Data listing>

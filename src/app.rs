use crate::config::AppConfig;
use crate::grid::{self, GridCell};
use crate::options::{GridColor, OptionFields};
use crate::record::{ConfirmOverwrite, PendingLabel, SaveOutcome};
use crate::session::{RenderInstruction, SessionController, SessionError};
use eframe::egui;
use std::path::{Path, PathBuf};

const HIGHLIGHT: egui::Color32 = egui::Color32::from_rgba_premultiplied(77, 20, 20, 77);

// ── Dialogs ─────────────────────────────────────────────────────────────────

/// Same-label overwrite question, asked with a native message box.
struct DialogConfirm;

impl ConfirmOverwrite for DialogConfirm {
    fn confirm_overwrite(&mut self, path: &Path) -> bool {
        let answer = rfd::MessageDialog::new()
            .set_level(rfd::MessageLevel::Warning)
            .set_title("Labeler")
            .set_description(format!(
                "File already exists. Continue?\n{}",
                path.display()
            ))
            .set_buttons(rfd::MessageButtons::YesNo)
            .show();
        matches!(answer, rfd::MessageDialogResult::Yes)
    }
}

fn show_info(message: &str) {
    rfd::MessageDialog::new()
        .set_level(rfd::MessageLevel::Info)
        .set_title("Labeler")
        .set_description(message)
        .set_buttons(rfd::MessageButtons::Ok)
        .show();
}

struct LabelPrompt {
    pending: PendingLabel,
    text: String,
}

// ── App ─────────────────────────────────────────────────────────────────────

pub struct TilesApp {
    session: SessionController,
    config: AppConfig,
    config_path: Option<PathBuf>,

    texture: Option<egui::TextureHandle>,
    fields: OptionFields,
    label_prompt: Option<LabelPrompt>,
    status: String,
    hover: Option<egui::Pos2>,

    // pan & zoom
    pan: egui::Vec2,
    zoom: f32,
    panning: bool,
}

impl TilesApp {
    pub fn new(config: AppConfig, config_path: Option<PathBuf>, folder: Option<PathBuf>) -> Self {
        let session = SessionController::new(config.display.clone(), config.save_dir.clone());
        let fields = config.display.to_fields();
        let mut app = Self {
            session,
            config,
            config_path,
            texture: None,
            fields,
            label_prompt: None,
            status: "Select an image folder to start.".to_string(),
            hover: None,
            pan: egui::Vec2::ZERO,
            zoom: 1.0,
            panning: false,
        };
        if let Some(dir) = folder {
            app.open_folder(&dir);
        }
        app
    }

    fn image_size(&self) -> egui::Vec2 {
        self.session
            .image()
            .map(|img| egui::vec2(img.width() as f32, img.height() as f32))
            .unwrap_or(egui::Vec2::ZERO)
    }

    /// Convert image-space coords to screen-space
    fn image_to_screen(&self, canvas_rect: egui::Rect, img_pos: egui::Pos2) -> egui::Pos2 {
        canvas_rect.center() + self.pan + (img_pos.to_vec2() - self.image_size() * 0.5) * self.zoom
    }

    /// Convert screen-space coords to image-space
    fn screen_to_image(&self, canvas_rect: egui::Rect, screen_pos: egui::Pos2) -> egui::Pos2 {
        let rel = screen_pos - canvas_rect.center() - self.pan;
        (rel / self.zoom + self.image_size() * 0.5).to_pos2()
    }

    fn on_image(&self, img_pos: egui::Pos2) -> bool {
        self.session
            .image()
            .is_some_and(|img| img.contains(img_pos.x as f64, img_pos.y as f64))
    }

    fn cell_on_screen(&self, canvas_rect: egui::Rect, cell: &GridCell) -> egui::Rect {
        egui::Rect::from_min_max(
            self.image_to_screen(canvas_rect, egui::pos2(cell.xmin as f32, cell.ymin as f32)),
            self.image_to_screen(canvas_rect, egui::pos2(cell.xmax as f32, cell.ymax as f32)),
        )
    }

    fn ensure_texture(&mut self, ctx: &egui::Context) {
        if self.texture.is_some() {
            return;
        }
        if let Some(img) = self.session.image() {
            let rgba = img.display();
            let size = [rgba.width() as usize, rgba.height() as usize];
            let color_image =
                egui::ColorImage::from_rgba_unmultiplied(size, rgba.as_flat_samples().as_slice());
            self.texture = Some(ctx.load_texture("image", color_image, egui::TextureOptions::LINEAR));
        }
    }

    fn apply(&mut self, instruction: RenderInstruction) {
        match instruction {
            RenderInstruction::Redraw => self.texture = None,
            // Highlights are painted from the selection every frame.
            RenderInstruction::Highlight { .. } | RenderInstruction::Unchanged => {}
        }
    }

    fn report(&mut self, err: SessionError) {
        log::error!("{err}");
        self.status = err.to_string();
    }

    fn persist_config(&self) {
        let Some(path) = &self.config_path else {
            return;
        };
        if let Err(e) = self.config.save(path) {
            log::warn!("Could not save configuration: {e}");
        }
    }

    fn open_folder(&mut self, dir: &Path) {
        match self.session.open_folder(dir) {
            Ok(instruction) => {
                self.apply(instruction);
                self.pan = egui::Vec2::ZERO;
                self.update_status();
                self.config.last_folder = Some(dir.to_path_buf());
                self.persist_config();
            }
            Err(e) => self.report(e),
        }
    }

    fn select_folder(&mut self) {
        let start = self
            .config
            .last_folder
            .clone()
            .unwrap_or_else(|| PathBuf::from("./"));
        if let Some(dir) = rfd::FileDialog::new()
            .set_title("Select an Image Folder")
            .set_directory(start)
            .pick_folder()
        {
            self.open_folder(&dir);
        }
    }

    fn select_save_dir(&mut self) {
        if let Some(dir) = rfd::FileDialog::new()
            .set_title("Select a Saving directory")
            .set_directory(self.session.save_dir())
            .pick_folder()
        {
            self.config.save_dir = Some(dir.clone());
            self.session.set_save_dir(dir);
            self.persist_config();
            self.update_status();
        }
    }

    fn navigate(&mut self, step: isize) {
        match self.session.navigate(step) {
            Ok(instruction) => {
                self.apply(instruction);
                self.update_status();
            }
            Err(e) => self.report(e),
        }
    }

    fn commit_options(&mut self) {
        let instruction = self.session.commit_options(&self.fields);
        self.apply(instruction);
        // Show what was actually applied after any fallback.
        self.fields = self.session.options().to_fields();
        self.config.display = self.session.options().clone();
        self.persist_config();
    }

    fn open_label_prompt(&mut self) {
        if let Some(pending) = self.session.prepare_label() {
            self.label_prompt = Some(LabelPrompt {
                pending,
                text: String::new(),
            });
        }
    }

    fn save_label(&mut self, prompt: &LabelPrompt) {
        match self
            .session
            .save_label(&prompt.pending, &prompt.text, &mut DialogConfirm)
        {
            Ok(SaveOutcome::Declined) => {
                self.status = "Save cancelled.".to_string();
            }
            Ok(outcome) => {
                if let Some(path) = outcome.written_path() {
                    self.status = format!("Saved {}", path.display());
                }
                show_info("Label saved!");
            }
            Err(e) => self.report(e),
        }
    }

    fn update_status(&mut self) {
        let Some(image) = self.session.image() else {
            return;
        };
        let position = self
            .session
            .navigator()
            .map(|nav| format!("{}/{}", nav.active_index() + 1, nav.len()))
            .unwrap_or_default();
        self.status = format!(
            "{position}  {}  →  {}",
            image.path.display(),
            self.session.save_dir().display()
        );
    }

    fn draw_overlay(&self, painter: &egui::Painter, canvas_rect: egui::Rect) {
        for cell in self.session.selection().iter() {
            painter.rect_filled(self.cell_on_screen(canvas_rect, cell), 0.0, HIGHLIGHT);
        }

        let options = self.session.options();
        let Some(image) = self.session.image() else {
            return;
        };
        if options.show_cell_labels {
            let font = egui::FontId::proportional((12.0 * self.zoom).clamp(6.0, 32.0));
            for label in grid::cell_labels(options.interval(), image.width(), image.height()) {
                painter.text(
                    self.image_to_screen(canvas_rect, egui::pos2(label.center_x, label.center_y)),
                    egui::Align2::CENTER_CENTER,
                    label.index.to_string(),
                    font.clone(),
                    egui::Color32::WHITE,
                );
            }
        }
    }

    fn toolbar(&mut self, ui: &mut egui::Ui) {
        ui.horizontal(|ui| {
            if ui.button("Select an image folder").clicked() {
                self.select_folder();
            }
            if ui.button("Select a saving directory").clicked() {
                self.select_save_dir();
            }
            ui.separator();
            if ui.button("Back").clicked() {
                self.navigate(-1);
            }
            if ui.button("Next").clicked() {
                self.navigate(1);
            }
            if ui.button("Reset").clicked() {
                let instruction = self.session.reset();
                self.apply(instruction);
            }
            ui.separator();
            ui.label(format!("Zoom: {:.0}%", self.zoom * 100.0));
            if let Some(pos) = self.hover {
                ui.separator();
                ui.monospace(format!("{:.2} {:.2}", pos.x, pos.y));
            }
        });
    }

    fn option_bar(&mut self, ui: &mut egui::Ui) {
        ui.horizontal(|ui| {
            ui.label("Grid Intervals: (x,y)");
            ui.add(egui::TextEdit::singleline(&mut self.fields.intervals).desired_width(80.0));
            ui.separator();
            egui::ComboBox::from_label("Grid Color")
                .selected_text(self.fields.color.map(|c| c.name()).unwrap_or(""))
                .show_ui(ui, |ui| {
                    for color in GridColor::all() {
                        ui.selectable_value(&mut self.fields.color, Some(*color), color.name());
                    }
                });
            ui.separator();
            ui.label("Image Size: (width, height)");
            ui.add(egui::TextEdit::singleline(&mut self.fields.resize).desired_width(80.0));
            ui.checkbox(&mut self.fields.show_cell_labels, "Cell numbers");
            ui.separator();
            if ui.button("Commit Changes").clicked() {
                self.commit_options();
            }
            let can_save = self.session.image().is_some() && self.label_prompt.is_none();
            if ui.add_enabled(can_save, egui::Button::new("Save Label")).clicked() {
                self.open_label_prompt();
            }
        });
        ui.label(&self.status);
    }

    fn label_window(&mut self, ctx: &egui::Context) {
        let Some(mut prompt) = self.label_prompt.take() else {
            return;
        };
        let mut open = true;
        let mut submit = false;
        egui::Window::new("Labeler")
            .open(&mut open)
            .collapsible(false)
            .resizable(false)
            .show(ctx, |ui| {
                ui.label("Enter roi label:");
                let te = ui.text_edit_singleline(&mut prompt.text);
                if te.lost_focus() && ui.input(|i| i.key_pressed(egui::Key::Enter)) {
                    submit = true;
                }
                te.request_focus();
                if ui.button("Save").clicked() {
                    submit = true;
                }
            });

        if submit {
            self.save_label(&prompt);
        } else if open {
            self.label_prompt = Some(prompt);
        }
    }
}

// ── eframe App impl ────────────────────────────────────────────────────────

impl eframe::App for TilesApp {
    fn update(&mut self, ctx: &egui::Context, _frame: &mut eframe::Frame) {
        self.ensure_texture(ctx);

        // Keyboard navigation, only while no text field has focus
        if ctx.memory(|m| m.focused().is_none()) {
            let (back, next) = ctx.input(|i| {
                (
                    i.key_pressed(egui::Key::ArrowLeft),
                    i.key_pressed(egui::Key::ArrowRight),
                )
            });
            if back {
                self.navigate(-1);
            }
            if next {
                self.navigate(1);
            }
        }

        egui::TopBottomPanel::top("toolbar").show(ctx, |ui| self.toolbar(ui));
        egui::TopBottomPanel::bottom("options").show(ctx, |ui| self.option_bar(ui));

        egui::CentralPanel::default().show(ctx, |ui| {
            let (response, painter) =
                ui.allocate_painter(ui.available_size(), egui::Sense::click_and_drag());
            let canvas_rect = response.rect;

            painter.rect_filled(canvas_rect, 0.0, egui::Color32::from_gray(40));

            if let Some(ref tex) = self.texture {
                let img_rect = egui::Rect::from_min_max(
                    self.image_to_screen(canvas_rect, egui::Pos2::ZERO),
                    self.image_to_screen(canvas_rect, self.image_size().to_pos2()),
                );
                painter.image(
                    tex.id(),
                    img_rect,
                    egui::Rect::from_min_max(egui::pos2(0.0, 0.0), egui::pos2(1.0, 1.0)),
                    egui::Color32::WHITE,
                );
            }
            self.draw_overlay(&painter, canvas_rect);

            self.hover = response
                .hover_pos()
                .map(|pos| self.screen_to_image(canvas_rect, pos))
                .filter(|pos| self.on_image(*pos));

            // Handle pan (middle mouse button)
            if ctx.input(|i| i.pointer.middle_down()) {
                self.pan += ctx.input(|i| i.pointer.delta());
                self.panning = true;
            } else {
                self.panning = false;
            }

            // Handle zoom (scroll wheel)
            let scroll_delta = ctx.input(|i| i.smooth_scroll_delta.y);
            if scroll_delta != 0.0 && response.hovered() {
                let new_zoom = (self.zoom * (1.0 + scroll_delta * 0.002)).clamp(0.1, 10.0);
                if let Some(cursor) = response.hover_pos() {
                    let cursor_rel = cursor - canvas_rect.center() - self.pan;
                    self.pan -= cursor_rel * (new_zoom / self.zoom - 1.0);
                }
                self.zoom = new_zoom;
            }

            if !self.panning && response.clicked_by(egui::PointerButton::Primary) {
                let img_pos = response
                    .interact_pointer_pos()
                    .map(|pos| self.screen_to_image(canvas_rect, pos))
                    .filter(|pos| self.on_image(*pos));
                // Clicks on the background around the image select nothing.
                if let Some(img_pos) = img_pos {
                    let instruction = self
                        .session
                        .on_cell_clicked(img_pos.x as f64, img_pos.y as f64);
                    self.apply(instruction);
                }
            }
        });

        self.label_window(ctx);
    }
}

Problem to work on> Restate, word for word and with nothing added, the lines from the first line of the listing through the one where "use eframe::egui;" stands.

Completed task>
filename src/app.rs
use crate::config::AppConfig;
use crate::grid::{self, GridCell};
use crate::options::{GridColor, OptionFields};
use crate::record::{ConfirmOverwrite, PendingLabel, SaveOutcome};
use crate::session::{RenderInstruction, SessionController, SessionError};
use eframe::egui;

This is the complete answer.